In coordination with the Country Music Hall of Fame and Museum, Shout Factory! has begun a new series of country music DVDs that collect archived performances of the genre’s legends, coupled with rare interview footage and Hall of Fame inductions.   The promise of this series cannot be overstated, both for fans of the artists profiled and the need for country music’s legacy to be preserved.

Both of the debut entries in the series follow the same format.   Fifteen performance clips from old television shows are arranged chronologically, and provide the bulk of each set’s content.    The defining singles of both artists are included, and in watching the clips, viewers can get a sense of how each artist developed, along with a fascinating window into how country music itself was presented on television over the course of four decades.

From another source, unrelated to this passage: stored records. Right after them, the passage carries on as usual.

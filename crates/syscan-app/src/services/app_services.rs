// SPDX-License-Identifier: PMPL-1.0-or-later
// Copyright (c) 2026 Jonathan D.A. Jewell (hyperpolymath) <jonathan.jewell@open.ac.uk>
//
// App services — configuration loading and construction of the scan service.

use std::path::{Path, PathBuf};

use syscan_capture::ScanService;
use syscan_core::ScanConfig;
use syscan_core::error::Result;
use tracing::{info, warn};

use super::data_dir;

/// Long-lived application state shared by the driver.
pub struct AppServices {
    data_dir: PathBuf,
    config: ScanConfig,
}

impl AppServices {
    /// Initialise from the platform data directory. Call once at startup.
    pub fn init() -> Self {
        Self::init_in(data_dir::data_dir())
    }

    /// Initialise from `dir`.
    ///
    /// A missing config file is created with defaults. An unreadable one is
    /// left untouched and defaults are used for this run.
    pub fn init_in(dir: PathBuf) -> Self {
        let path = dir.join(CONFIG_FILE);
        let config = if path.exists() {
            load_config(&dir).unwrap_or_else(|| {
                warn!(path = %path.display(), "config unreadable; using defaults");
                ScanConfig::default()
            })
        } else {
            let config = ScanConfig::default();
            match persist_config(&dir, &config) {
                Ok(()) => info!(path = %path.display(), "default config written"),
                Err(err) => warn!(error = %err, "could not write default config"),
            }
            config
        };

        info!(
            data_dir = %dir.display(),
            base_dir = %config.base_dir.display(),
            "app services initialised"
        );
        Self {
            data_dir: dir,
            config,
        }
    }

    pub fn config(&self) -> &ScanConfig {
        &self.config
    }

    /// Update and persist the config.
    pub fn save_config(&mut self, config: ScanConfig) -> Result<()> {
        persist_config(&self.data_dir, &config)?;
        self.config = config;
        Ok(())
    }

    /// Make `device` the scanner offered first next time.
    ///
    /// The config file is only rewritten when the preference changes.
    pub fn remember_device(&mut self, device: &str) -> Result<()> {
        if self.config.preferred_device.as_deref() == Some(device) {
            return Ok(());
        }
        let config = ScanConfig {
            preferred_device: Some(device.to_owned()),
            ..self.config.clone()
        };
        self.save_config(config)?;
        info!(device, "preferred device updated");
        Ok(())
    }

    /// A scan service on the backend the config selects.
    pub fn scan_service(&self) -> ScanService {
        ScanService::from_config(self.config.clone())
    }
}

// -- Config file persistence -------------------------------------------------

const CONFIG_FILE: &str = "config.json";

fn load_config(data_dir: &Path) -> Option<ScanConfig> {
    let path = data_dir.join(CONFIG_FILE);
    let data = std::fs::read_to_string(&path).ok()?;
    serde_json::from_str(&data).ok()
}

fn persist_config(data_dir: &Path, config: &ScanConfig) -> Result<()> {
    let path = data_dir.join(CONFIG_FILE);
    let json = serde_json::to_string_pretty(config)?;
    std::fs::write(&path, json)?;
    Ok(())
}

#[cfg(test)]
mod tests {
    use super::*;

    #[test]
    fn first_run_writes_defaults() {
        let tmp = tempfile::tempdir().unwrap();
        let services = AppServices::init_in(tmp.path().to_path_buf());
        assert_eq!(services.config(), &ScanConfig::default());
        assert_eq!(load_config(tmp.path()), Some(ScanConfig::default()));
    }

    #[test]
    fn saved_config_is_loaded_next_time() {
        let tmp = tempfile::tempdir().unwrap();
        let mut services = AppServices::init_in(tmp.path().to_path_buf());
        services
            .save_config(ScanConfig {
                preferred_device: Some("Canon LiDE".into()),
                jpeg_quality: 85,
                ..ScanConfig::default()
            })
            .unwrap();

        let reloaded = AppServices::init_in(tmp.path().to_path_buf());
        assert_eq!(reloaded.config().preferred_device.as_deref(), Some("Canon LiDE"));
        assert_eq!(reloaded.config().jpeg_quality, 85);
    }

    #[test]
    fn chosen_device_becomes_preferred() {
        let tmp = tempfile::tempdir().unwrap();
        let mut services = AppServices::init_in(tmp.path().to_path_buf());
        services.remember_device("Epson V39").unwrap();

        let reloaded = AppServices::init_in(tmp.path().to_path_buf());
        assert_eq!(reloaded.config().preferred_device.as_deref(), Some("Epson V39"));
        assert_eq!(reloaded.config().jpeg_quality, ScanConfig::default().jpeg_quality);
    }

    #[test]
    fn unchanged_preference_leaves_file_alone() {
        let tmp = tempfile::tempdir().unwrap();
        let mut services = AppServices::init_in(tmp.path().to_path_buf());
        services.remember_device("Epson V39").unwrap();

        // Hand edits survive when the same device is chosen again.
        let path = tmp.path().join(CONFIG_FILE);
        let edited = std::fs::read_to_string(&path).unwrap() + "\n";
        std::fs::write(&path, &edited).unwrap();
        services.remember_device("Epson V39").unwrap();
        assert_eq!(std::fs::read_to_string(&path).unwrap(), edited);
    }

    #[test]
    fn broken_config_is_not_overwritten() {
        let tmp = tempfile::tempdir().unwrap();
        std::fs::write(tmp.path().join(CONFIG_FILE), "{ not json").unwrap();

        let services = AppServices::init_in(tmp.path().to_path_buf());
        assert_eq!(services.config(), &ScanConfig::default());
        assert_eq!(
            std::fs::read_to_string(tmp.path().join(CONFIG_FILE)).unwrap(),
            "{ not json"
        );
    }
}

For a variety of reasons, the Marty Robbins collection is the stronger of the two.   Since his career dates back to the fifties, we’re treated to four performances from Country Style USA, one of the earliest country music television programs.  As we transition into the age of color television, we’re treated to a stunning performance of “My Woman, My Woman, My Wife” from the 1970 CMA Awards.    As the liner notes point out, Robbins penned the song in the hospital while recovering from his first heart attack.   In one of many appearances on these two collections by other country legends, Tennessee Ernie Ford gives a classy introduction that precedes the performance.